As I like to tell my students, I consider my Law and Policy class effective if, after taking it, they use two phrases more frequently than they did before they enrolled: “it depends” and “it’s more complicated than that.”

That measure of effectiveness would undoubtedly be incomprehensible to the voters who  installed as President of the United States a man who had neither experience with nor even a rudimentary understanding of government. Evidently, people who would agree that doctors need to attend medical school and serve a residency in order to treat the complexities of the human body think managing an organizational behemoth responsible for the common lives of over 350 million people can be handled by anyone able to fog a mirror and regurgitate talking points.

Brink Lindsey and Steven Teles disabuse readers of that idiocy in the book they recently co-authored: “The Captured Economy: How the Powerful Enrich Themselves, Slow Down Growth, and Increase Inequality.” In it, they deconstruct the mindless mantra of “deregulation.”

When Republicans look at what they’ve gotten out of their current moment of unified government, they can point to cutting corporate taxes, some judicial appointments and … not much else. Beyond that, they claim that they’ve teed up the economy for explosive growth through the magic of “deregulation.” But deregulation is a term that should be banned from the nation’s policy lexicon, mixing as it does equal parts wholesome and foul — in this administration, almost exclusively foul.

As they proceed to explain, whether rolling back a given regulation will be helpful or damaging depends on the nature  and purpose of the regulation. It’s more complicated–much more complicated– than the one-size-fits-all “get government out of the way” zealotry that has increasingly characterized the GOP.

The wholesome justification for deregulation arises when government uses its power in ways that gum up the dynamic power of markets. In the long run, our nation’s wealth and the opportunity it provides for improving quality of life depend on the forces of creative destruction. In competitive, open markets, incumbent actors cannot prevent challenges from more nimble competitors, armed with new products or more efficient ways of organizing the production process.

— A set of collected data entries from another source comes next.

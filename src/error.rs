//! Blueadv errors

/// The error type for advertisement decoding and scanning
#[derive(Debug)]
pub struct Error {
    kind: ErrorKind,
    source: Option<Box<dyn std::error::Error + Send + Sync + 'static>>,
    message: String,
}

impl Error {
    /// Creates a new error. Hosts implementing [`ScanSource`][crate::ScanSource] or
    /// [`DeviceInfoSource`][crate::DeviceInfoSource] use this to report their own failures.
    pub fn new(
        kind: ErrorKind,
        source: Option<Box<dyn std::error::Error + Send + Sync + 'static>>,
        message: impl Into<String>,
    ) -> Self {
        Error {
            kind,
            source,
            message: message.into(),
        }
    }

    /// Returns the corresponding [ErrorKind] for this error.
    pub fn kind(&self) -> ErrorKind {
        self.kind
    }

    /// Returns the message for this error.
    pub fn message(&self) -> &str {
        &self.message
    }
}

impl std::fmt::Display for Error {
    fn fmt(&self, f: &mut std::fmt::Formatter<'_>) -> std::fmt::Result {
        match (self.message.is_empty(), &self.source) {
            (true, None) => write!(f, "{}", &self.kind),
            (false, None) => write!(f, "{}: {}", &self.kind, &self.message),
            (true, Some(err)) => write!(f, "{}: {}", &self.kind, err),
            (false, Some(err)) => write!(f, "{}: {} ({})", &self.kind, &self.message, err),
        }
    }
}

impl std::error::Error for Error {
    fn source(&self) -> Option<&(dyn std::error::Error + 'static)> {
        self.source.as_ref().map(|x| {
            let x: &(dyn std::error::Error + 'static) = &**x;
            x
        })
    }
}

/// A list of general categories of error.
#[non_exhaustive]
#[derive(Debug, displaydoc::Display, Clone, Copy, PartialEq, Eq, PartialOrd, Ord, Hash)]
#[ignore_extra_doc_attributes]
pub enum ErrorKind {
    /// the host platform could not be identified
    UnknownPlatform,
    /// a scan is already in progress
    AlreadyScanning,
    /// the host failed to start or stop the scan
    ScanFailed,
    /// the host dropped the callback without answering
    Cancelled,
    /// invalid parameter
    ///
    /// For [`ScanSource`][crate::ScanSource] implementations whose plugin rejects the scan arguments.
    InvalidParameter,
    /// an internal error has occured
    ///
    /// For host integrations whose plugin bridge fails in a way unrelated to the request.
    Internal,
    /// error
    ///
    /// For host failures that fit no other kind.
    Other,
}

impl From<ErrorKind> for Error {
    fn from(kind: ErrorKind) -> Self {
        Error {
            kind,
            source: None,
            message: String::new(),
        }
    }
}

#[cfg(test)]
mod tests {
    use super::*;

    #[test]
    fn display_includes_message_and_source() {
        let err: Error = ErrorKind::AlreadyScanning.into();
        assert_eq!(err.to_string(), "a scan is already in progress");

        let err = Error::new(ErrorKind::UnknownPlatform, None, "\"browser\"");
        assert_eq!(err.to_string(), "the host platform could not be identified: \"browser\"");

        let io = std::io::Error::new(std::io::ErrorKind::Other, "plugin missing");
        let err = Error::new(ErrorKind::ScanFailed, Some(Box::new(io)), "");
        assert_eq!(err.to_string(), "the host failed to start or stop the scan: plugin missing");
        assert!(std::error::Error::source(&err).is_some());
    }
}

The authors identify a number of regulations that do “gum up” markets, and agree that eliminating or relaxing them would be healthy for the economy and likely to reduce the growing gap between the rich and the rest.

They also note that those aren’t the regulations being eviscerated.

Unfortunately, this is not the kind of regulation that the Trump administration has been attacking. Instead, it has been sharpening its knives for precisely the kinds of regulation that, far from distorting markets, help to improve them. In particular, regulation is often necessary to a properly functioning market when, in its absence, businesses can make a profit by pushing costs onto others, in effect forcing others to subsidize their bottom line. In two areas, the environment and finance, these are exactly the sorts of market-improving regulation that the administration has put in its cross hairs, with the effect of increasing profits via freeloading.

In an article in the New York Times, Lindsey and Teles make the point that there is a critical difference between regulations that operate to protect dominant business interests and regulations that legitimately, if often imperfectly, address real problems of market failure.

Effective deregulation requires knowing the difference.

For that matter, effective government requires public managers who respect evidence, are committed to the common good, and understand how our complicated government works. The looters who are currently in control of all the levers of the state don’t come close to meeting those criteria.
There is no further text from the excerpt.